Absennya kepastian pendapatan akan melahirkan ketidakpastian pengeluaran pekerja informal yang berujung pada potensi pelemahan permintaan dan penurunan konsumsi rumah tangga. Penurunan konsumsi rumah tangga kemudian akan turut menurunkan prospek investasi.
Jika penerimaan menurun, maka kemampuan pemerintah untuk berbelanja akan berkurang. Sebagai risikonya, utang akan menjadi solusi penerimaan tambahan untuk negara.
Ronny mengatakan kondisi itu saat ini telah terjadi di Indonesia. Jumlah pekerja di sektor informal yang sangat besar membuat konsumsi cenderung stagnan bahkan semakin melemah. Pajak pun sulit ditingkatkan karena semakin banyak pekerja yang sulit untuk dikenai pajak lantaran pendapatannya tidak pasti di sektor informal.

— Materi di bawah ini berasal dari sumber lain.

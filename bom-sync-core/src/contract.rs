//! # contract: seams between the pipeline and the outside world
//!
//! The pipeline talks to two remote services: the Smartsheet API (rows and
//! their attachments) and an object store (where the combined CSV lands).
//! Both are expressed as async traits so the binary crate can plug in real
//! HTTP clients and tests can plug in `mockall` doubles.
//!
//! Errors crossing these traits are boxed; the pipeline maps them onto
//! [`crate::error::SyncError`] kinds.

use async_trait::async_trait;

#[cfg(any(test, feature = "test-export-mocks"))]
use mockall::automock;

/// Error type returned by adapter implementations.
pub type BoxError = Box<dyn std::error::Error + Send + Sync>;

/// A Smartsheet sheet, reduced to what the pipeline reads.
#[derive(Debug, Clone, PartialEq, serde::Deserialize)]
pub struct Sheet {
    pub id: i64,
    #[serde(default)]
    pub name: String,
    #[serde(default)]
    pub rows: Vec<Row>,
}

#[derive(Debug, Clone, PartialEq, serde::Deserialize)]
#[serde(rename_all = "camelCase")]
pub struct Row {
    pub id: i64,
    #[serde(default)]
    pub row_number: Option<i64>,
}

/// A file attached to a row.
///
/// The list endpoint usually leaves `url` empty; a download URL is obtained
/// by fetching the attachment on its own.
#[derive(Debug, Clone, PartialEq, serde::Deserialize)]
#[serde(rename_all = "camelCase")]
pub struct Attachment {
    pub id: i64,
    pub name: String,
    #[serde(default)]
    pub url: Option<String>,
    #[serde(default)]
    pub mime_type: Option<String>,
}

/// Read access to Smartsheet rows and attachments.
#[cfg_attr(any(test, feature = "test-export-mocks"), automock)]
#[async_trait]
pub trait SheetSource: Send + Sync {
    /// Fetch a sheet with its rows, in sheet order.
    async fn get_sheet(&self, sheet_id: i64) -> Result<Sheet, BoxError>;

    /// List the attachments of one row, in the order the API returns them.
    async fn list_row_attachments(
        &self,
        sheet_id: i64,
        row_id: i64,
    ) -> Result<Vec<Attachment>, BoxError>;

    /// Fetch a single attachment, including a short-lived download URL.
    async fn get_attachment(&self, sheet_id: i64, attachment_id: i64)
        -> Result<Attachment, BoxError>;

    /// Download the bytes behind an attachment URL.
    async fn download(&self, url: &str) -> Result<Vec<u8>, BoxError>;
}

/// A full-content write of one object.
#[derive(Debug, Clone, PartialEq)]
pub struct NewBlob {
    pub container: String,
    pub name: String,
    pub content_type: String,
    pub content: String,
}

/// What the store reports back after a successful write.
#[derive(Debug, Clone, PartialEq)]
pub struct UploadedBlob {
    pub container: String,
    pub name: String,
    pub etag: Option<String>,
    pub size: usize,
}

/// Write access to object storage. Writes always overwrite.
#[cfg_attr(any(test, feature = "test-export-mocks"), automock)]
#[async_trait]
pub trait Uploader: Send + Sync {
    async fn upload_blob(&self, req: NewBlob) -> Result<UploadedBlob, BoxError>;
}
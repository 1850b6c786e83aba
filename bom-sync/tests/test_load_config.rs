use bom_sync::load_config::{FunctionConfig, DEFAULT_SMARTSHEET_API_BASE};
use serial_test::serial;
use std::env;

const VARS: [&str; 5] = [
    "SMARTSHEET_ACCESS_TOKEN",
    "SMARTSHEET_ID",
    "SMARTSHEET_API_BASE",
    "AZURE_STORAGE_CONNECTION_STRING",
    "BLOB_CONTAINER_NAME",
];

fn clear_env() {
    for var in VARS {
        env::remove_var(var);
    }
}

#[test]
#[serial]
fn test_from_env_captures_all_settings() {
    clear_env();
    env::set_var("SMARTSHEET_ACCESS_TOKEN", "token-123");
    env::set_var("SMARTSHEET_ID", "4583173393803140");
    env::set_var("AZURE_STORAGE_CONNECTION_STRING", "UseDevelopmentStorage=true");
    env::set_var("BLOB_CONTAINER_NAME", "boms");

    let config = FunctionConfig::from_env();
    assert_eq!(config.smartsheet_access_token.as_deref(), Some("token-123"));
    assert_eq!(config.smartsheet_api_base, DEFAULT_SMARTSHEET_API_BASE);

    let run = config.resolve().expect("valid configuration should resolve");
    assert_eq!(run.sheet_id, 4583173393803140);
    assert_eq!(run.container.as_deref(), Some("boms"));

    // Secrets stay out of debug output.
    let debug = format!("{config:?}");
    assert!(!debug.contains("token-123"));
    assert!(!debug.contains("UseDevelopmentStorage"));
    clear_env();
}

#[test]
#[serial]
fn test_missing_sheet_id_is_reported_by_name() {
    clear_env();
    let err = FunctionConfig::from_env().resolve().unwrap_err();
    assert_eq!(err.kind(), "config");
    assert_eq!(err.to_string(), "Environment variable SMARTSHEET_ID is not set");
}

#[test]
#[serial]
fn test_non_integer_sheet_id_is_rejected() {
    clear_env();
    env::set_var("SMARTSHEET_ID", "not-a-number");
    let err = FunctionConfig::from_env().resolve().unwrap_err();
    assert!(err.to_string().starts_with("SMARTSHEET_ID must be a valid integer"));
    clear_env();
}

#[test]
#[serial]
fn test_container_and_storage_are_optional_until_upload() {
    clear_env();
    env::set_var("SMARTSHEET_ID", "7");
    env::set_var("SMARTSHEET_API_BASE", "http://127.0.0.1:8080/2.0");

    let config = FunctionConfig::from_env();
    assert_eq!(config.smartsheet_api_base, "http://127.0.0.1:8080/2.0");
    assert!(config.storage_connection_string.is_none());

    let run = config.resolve().expect("container is checked at publish time");
    assert_eq!(run.sheet_id, 7);
    assert_eq!(run.container, None);
    clear_env();
}
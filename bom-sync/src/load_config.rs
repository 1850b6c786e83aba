//! `load_config` module: captures the function's environment settings and
//! resolves them into a per-run [`SynchroniseConfig`].
//!
//! The environment is read once at startup. Validation is deferred to
//! [`FunctionConfig::resolve`], which runs per request, so a missing
//! `SMARTSHEET_ID` fails the request with a 500 rather than the process.
//!
//! # Variables
//! - `SMARTSHEET_ACCESS_TOKEN`: bearer token for the Smartsheet API
//! - `SMARTSHEET_ID`: integer id of the sheet to read
//! - `AZURE_STORAGE_CONNECTION_STRING`: storage account connection string
//! - `BLOB_CONTAINER_NAME`: container receiving `Latest_BOMS.csv`
//! - `SMARTSHEET_API_BASE` (optional): API root, for testing against a stub
use bom_sync_core::synchronise::SynchroniseConfig;
use bom_sync_core::SyncError;
use std::env;
use std::fmt;
use tracing::{debug, error, info};

pub const SMARTSHEET_ACCESS_TOKEN: &str = "SMARTSHEET_ACCESS_TOKEN";
pub const SMARTSHEET_ID: &str = "SMARTSHEET_ID";
pub const SMARTSHEET_API_BASE: &str = "SMARTSHEET_API_BASE";
pub const AZURE_STORAGE_CONNECTION_STRING: &str = "AZURE_STORAGE_CONNECTION_STRING";
pub const BLOB_CONTAINER_NAME: &str = "BLOB_CONTAINER_NAME";

pub const DEFAULT_SMARTSHEET_API_BASE: &str = "https://api.smartsheet.com/2.0";

#[derive(Clone, Default)]
pub struct FunctionConfig {
    pub smartsheet_access_token: Option<String>,
    /// Raw value; parsed in [`FunctionConfig::resolve`].
    pub smartsheet_id: Option<String>,
    pub smartsheet_api_base: String,
    pub storage_connection_string: Option<String>,
    pub blob_container_name: Option<String>,
}

impl fmt::Debug for FunctionConfig {
    fn fmt(&self, f: &mut fmt::Formatter<'_>) -> fmt::Result {
        f.debug_struct("FunctionConfig")
            .field("smartsheet_access_token_set", &self.smartsheet_access_token.is_some())
            .field("smartsheet_id", &self.smartsheet_id)
            .field("smartsheet_api_base", &self.smartsheet_api_base)
            .field("storage_connection_string_set", &self.storage_connection_string.is_some())
            .field("blob_container_name", &self.blob_container_name)
            .finish()
    }
}

impl FunctionConfig {
    /// Reads the process environment. Never fails; see [`FunctionConfig::resolve`].
    pub fn from_env() -> Self {
        FunctionConfig {
            smartsheet_access_token: env::var(SMARTSHEET_ACCESS_TOKEN).ok(),
            smartsheet_id: env::var(SMARTSHEET_ID).ok(),
            smartsheet_api_base: env::var(SMARTSHEET_API_BASE)
                .unwrap_or_else(|_| DEFAULT_SMARTSHEET_API_BASE.to_string()),
            storage_connection_string: env::var(AZURE_STORAGE_CONNECTION_STRING).ok(),
            blob_container_name: env::var(BLOB_CONTAINER_NAME).ok(),
        }
    }

    pub fn trace_loaded(&self) {
        info!(
            smartsheet_id = self.smartsheet_id.as_deref().unwrap_or("<unset>"),
            access_token_set = self.smartsheet_access_token.is_some(),
            connection_string_set = self.storage_connection_string.is_some(),
            container = self.blob_container_name.as_deref().unwrap_or("<unset>"),
            "Loaded function configuration"
        );
        debug!(config = ?self, "Function configuration (full debug)");
    }

    /// Validates the settings a run needs up front.
    pub fn resolve(&self) -> Result<SynchroniseConfig, SyncError> {
        let raw = match self.smartsheet_id.as_deref() {
            Some(raw) => raw,
            None => {
                error!("SMARTSHEET_ID environment variable not set");
                return Err(SyncError::Config(format!(
                    "Environment variable {SMARTSHEET_ID} is not set"
                )));
            }
        };
        let sheet_id = raw.trim().parse::<i64>().map_err(|e| {
            error!(error = ?e, value = %raw, "SMARTSHEET_ID must be a valid integer");
            SyncError::Config(format!("{SMARTSHEET_ID} must be a valid integer: {e}"))
        })?;

        Ok(SynchroniseConfig {
            sheet_id,
            container: self.blob_container_name.clone(),
        })
    }
}

/// Loads `.env` if present, then captures the environment.
pub fn load_config() -> FunctionConfig {
    if let Ok(path) = dotenvy::dotenv() {
        info!(path = %path.display(), "Loaded .env file");
    }
    let config = FunctionConfig::from_env();
    config.trace_loaded();
    config
}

Masalah lainnya adalah pekerja informal tidak memiliki akses kepada asuransi kesehatan dan jaminan hari tua. Mereka pun hampir pasti akan sangat kesulitan mendapatkan akses permodalan untuk memulai usaha baru. “Karena ketidakpastian pendapatan menyebabkan pekerja informal tidak ‘bankable’ di mata dunia perbankan,” katanya.
Ujungnya dari itu semua adalah kualitas dan standar hidup yang relatif rendah. Kualitas kesehatan dan pendidikan anak-anak mereka juga menjadi ikut tertekan. Anak-anak mereka bisa menjadi rentan terhadap stunting dan putus sekolah.
Ronny mengatakan semakin besar jumlah pekerja yang masuk ke sektor formal maka akan semakin baik. Sektor formal sebaiknya 60 hingga 70 persen terhadap total pekerja. Untuk mencapai itu, dibutuhkan investasi masif terutama dari swasta, agar lapangan kerja formal semakin banyak tersedia.
Jika itu bisa dicapai, maka setoran pajak akan melonjak tajam, baik dari pajak penghasilan (PPh) maupun pajak pertambahan nilai (PPN) karena semakin banyak orang yang berpenghasilan tetap dan konsumsi terdongkrak secara masif sehingga meningkatkan penerimaan PPN dan Penerimaan Negara Bukan Pajak (PNBP).
“Jika tidak, maka semakin banyak pekerja informal, maka lingkaran setan perlambatan ekonomi akan semakin tebal garisnya, yang kemudian semakin sulit untuk dimitigasi,” katanya.
Sementara itu, Ekonom Center of Reform on Economics (Core) Indonesia, Yusuf Rendy, mengatakan mereka yang bekerja di sektor informal umumnya tidak punya jaminan kesehatan, jaminan pensiun, dan upah yang stabil. Akibatnya, pekerja sektor informal berpeluang masuk ke jurang kemiskinan.
Ketika mereka berpeluang jatuh ke jurang kemiskinan, maka pemerintah harus menyediakan dana bagi mereka. Namun kondisinya menjadi tidak sederhana karena negara berkembang seperti Indonesia relatif terbatas dalam kapasitas fiskal.
Di saat yang bersamaan, ketika mereka mendapatkan upah atau gaji di bawah batasan pendapatan kena pajak, maka pemerintah akhirnya kesulitan untuk bisa menarik pajak dari individu tersebut.